_EXERCISE GOAL:_ For this exercise, restate word for word only the lines from the first line of the data to the line containing "every return path.".

BEGIN DATA PROVIDED

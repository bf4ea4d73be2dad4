// SPDX-License-Identifier: AGPL-3.0-or-later
// Copyright (C) 2025 Blackman Artificial Intelligence Technologies Inc.

//! Top-level history run: connect, query, print, disconnect.
//!
//! The session and the fetched item list are both scoped to [`run`], so the
//! list is dropped and the session closed on every return path.

use std::io::Write;

use tracing::{error, info};

use crate::error::Result;
use crate::history::{write_history, OutputFormat, VersionFilter};
use crate::scm::{ConnectParams, ScmClient, Session};

/// Process exit status for a completed run.
pub const EXIT_SUCCESS: u8 = 0;
/// Process exit status when connecting or querying failed.
pub const EXIT_FAILURE: u8 = 1;

/// One history lookup as requested on the command line.
#[derive(Debug)]
pub struct HistoryRequest {
    pub connect: ConnectParams,
    pub repo_path: String,
    pub file_path: String,
    pub version: VersionFilter,
    pub format: OutputFormat,
}

/// Counts from a successful run.
#[derive(Debug, Clone, Copy, PartialEq, Eq)]
pub struct RunSummary {
    /// Items returned by the server
    pub fetched: usize,
    /// Items that survived the version filter
    pub printed: usize,
}

/// Fetch and print the history described by `request`.
pub fn run<C, W>(client: &mut C, request: HistoryRequest, out: &mut W) -> Result<RunSummary>
where
    C: ScmClient + ?Sized,
    W: Write + ?Sized,
{
    let HistoryRequest {
        connect,
        repo_path,
        file_path,
        version,
        format,
    } = request;

    let mut session = Session::new(client);
    session.open(connect)?;

    // Declared after the session so it is released first.
    let items = session.fetch_history(&repo_path, &file_path)?;
    let printed = write_history(out, &items, version, format)?;

    info!(
        target: "sscmhist.app",
        fetched = items.len(),
        printed,
        filter = %version,
        "history printed"
    );
    Ok(RunSummary {
        fetched: items.len(),
        printed,
    })
}

/// Run and turn the outcome into an exit status.
///
/// Connect and query failures are reported on `out`, the same stream the
/// history goes to; any other failure is only logged.
pub fn execute<C, W>(client: &mut C, request: HistoryRequest, out: &mut W) -> u8
where
    C: ScmClient + ?Sized,
    W: Write + ?Sized,
{
    match run(client, request, out) {
        Ok(_) => EXIT_SUCCESS,
        Err(err) if err.is_scm_failure() => {
            if let Err(write_err) = writeln!(out, "{}", err).and_then(|_| out.flush()) {
                error!(target: "sscmhist.app", error = %write_err, "failed to report error");
            }
            EXIT_FAILURE
        }
        Err(err) => {
            error!(target: "sscmhist.app", error = %err, "history run failed");
            EXIT_FAILURE
        }
    }
}

#[cfg(test)]
mod tests {
    use super::*;
    use crate::error::HistError;
    use crate::history::HEADER;
    use crate::scm::{BranchContext, Credentials, HistoryItem, MockScmClient};

    fn request(version: u32) -> HistoryRequest {
        HistoryRequest {
            connect: ConnectParams {
                host: "scm.example.com".to_string(),
                port: 4900,
                credentials: Credentials::new("alice", "secret"),
                context: BranchContext::new("Mainline", "dev"),
            },
            repo_path: "Mainline/src".to_string(),
            file_path: "main.c".to_string(),
            version: VersionFilter::new(version),
            format: OutputFormat::Text,
        }
    }

    fn three_items() -> Vec<HistoryItem> {
        vec![
            HistoryItem {
                version: 1,
                date: 1_383_069_840,
                action: 2,
                action_branch: "dev".to_string(),
                action_version: 1,
                username: "alice".to_string(),
            },
            HistoryItem {
                version: 2,
                date: 1_383_124_500,
                action: 10,
                action_branch: "dev".to_string(),
                action_version: 2,
                username: "bob".to_string(),
            },
            HistoryItem {
                version: 3,
                date: 1_383_306_000,
                action: 3,
                action_branch: "release".to_string(),
                action_version: 2,
                username: "carol".to_string(),
            },
        ]
    }

    /// A client whose connect and query succeed, disconnecting exactly once.
    fn healthy_client() -> MockScmClient {
        let mut client = MockScmClient::new();
        client
            .expect_connect()
            .withf(|params| {
                params.host == "scm.example.com"
                    && params.port == 4900
                    && params.context == BranchContext::new("Mainline", "dev")
            })
            .times(1)
            .returning(|_| Ok(()));
        client
            .expect_file_history()
            .withf(|repo, file, _| repo == "Mainline/src" && file == "main.c")
            .times(1)
            .returning(|_, _, _| Ok(three_items()));
        client.expect_disconnect().times(1).return_const(());
        client
    }

    fn output_lines(out: &[u8]) -> Vec<String> {
        String::from_utf8(out.to_vec())
            .unwrap()
            .lines()
            .map(str::to_string)
            .collect()
    }

    #[test]
    fn test_all_versions_prints_header_and_rows() {
        let mut client = healthy_client();
        let mut out = Vec::new();

        let status = execute(&mut client, request(0), &mut out);

        assert_eq!(status, EXIT_SUCCESS);
        let lines = output_lines(&out);
        assert_eq!(lines.len(), 4);
        assert_eq!(lines[0], HEADER);
        assert_eq!(lines[1], "1\t1383069840\t2\tdev\t1\talice");
        assert_eq!(lines[2], "2\t1383124500\t10\tdev\t2\tbob");
        assert_eq!(lines[3], "3\t1383306000\t3\trelease\t2\tcarol");
    }

    #[test]
    fn test_single_version_has_no_header() {
        let mut client = healthy_client();
        let mut out = Vec::new();

        let status = execute(&mut client, request(2), &mut out);

        assert_eq!(status, EXIT_SUCCESS);
        assert_eq!(output_lines(&out), vec!["2\t1383124500\t10\tdev\t2\tbob"]);
    }

    #[test]
    fn test_unmatched_version_prints_nothing_and_succeeds() {
        let mut client = healthy_client();
        let mut out = Vec::new();

        let summary = run(&mut client, request(5), &mut out).unwrap();

        assert_eq!(
            summary,
            RunSummary {
                fetched: 3,
                printed: 0
            }
        );
        assert!(out.is_empty());
    }

    #[test]
    fn test_connect_failure_reports_and_disconnects() {
        let mut client = MockScmClient::new();
        client
            .expect_connect()
            .times(1)
            .returning(|_| Err(HistError::Connect("Unable to connect to server".into())));
        client.expect_file_history().never();
        client.expect_disconnect().times(1).return_const(());
        let mut out = Vec::new();

        let status = execute(&mut client, request(0), &mut out);

        assert_eq!(status, EXIT_FAILURE);
        assert_eq!(
            output_lines(&out),
            vec!["sscm_connect failed: Unable to connect to server"]
        );
    }

    #[test]
    fn test_query_failure_reports_and_disconnects() {
        let mut client = MockScmClient::new();
        client.expect_connect().times(1).returning(|_| Ok(()));
        client
            .expect_file_history()
            .times(1)
            .returning(|_, _, _| Err(HistError::Query("File not found".into())));
        client.expect_disconnect().times(1).return_const(());
        let mut out = Vec::new();

        let status = execute(&mut client, request(0), &mut out);

        assert_eq!(status, EXIT_FAILURE);
        assert_eq!(
            output_lines(&out),
            vec!["sscm_file_history failed: File not found"]
        );
    }

    #[test]
    fn test_json_output() {
        let mut client = healthy_client();
        let mut out = Vec::new();
        let mut req = request(0);
        req.format = OutputFormat::Json;

        let status = execute(&mut client, req, &mut out);

        assert_eq!(status, EXIT_SUCCESS);
        let value: serde_json::Value = serde_json::from_slice(&out).unwrap();
        assert_eq!(value.as_array().unwrap().len(), 3);
        assert_eq!(value[2]["actionBranch"], "release");
    }

    struct BrokenPipe;

    impl Write for BrokenPipe {
        fn write(&mut self, _buf: &[u8]) -> std::io::Result<usize> {
            Err(std::io::Error::new(std::io::ErrorKind::BrokenPipe, "closed"))
        }

        fn flush(&mut self) -> std::io::Result<()> {
            Ok(())
        }
    }

    #[test]
    fn test_output_failure_still_disconnects() {
        let mut client = healthy_client();

        let err = run(&mut client, request(0), &mut BrokenPipe).unwrap_err();

        assert!(matches!(err, HistError::Io(_)));
        assert_eq!(execute(&mut healthy_client(), request(0), &mut BrokenPipe), EXIT_FAILURE);
    }
}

END DATA PROVIDED

_WRITTEN ANSWER:_
repository bf4ea4d73be2dad4
// SPDX-License-Identifier: AGPL-3.0-or-later
// Copyright (C) 2025 Blackman Artificial Intelligence Technologies Inc.

//! Top-level history run: connect, query, print, disconnect.
//!
//! The session and the fetched item list are both scoped to [`run`], so the
//! list is dropped and the session closed on every return path.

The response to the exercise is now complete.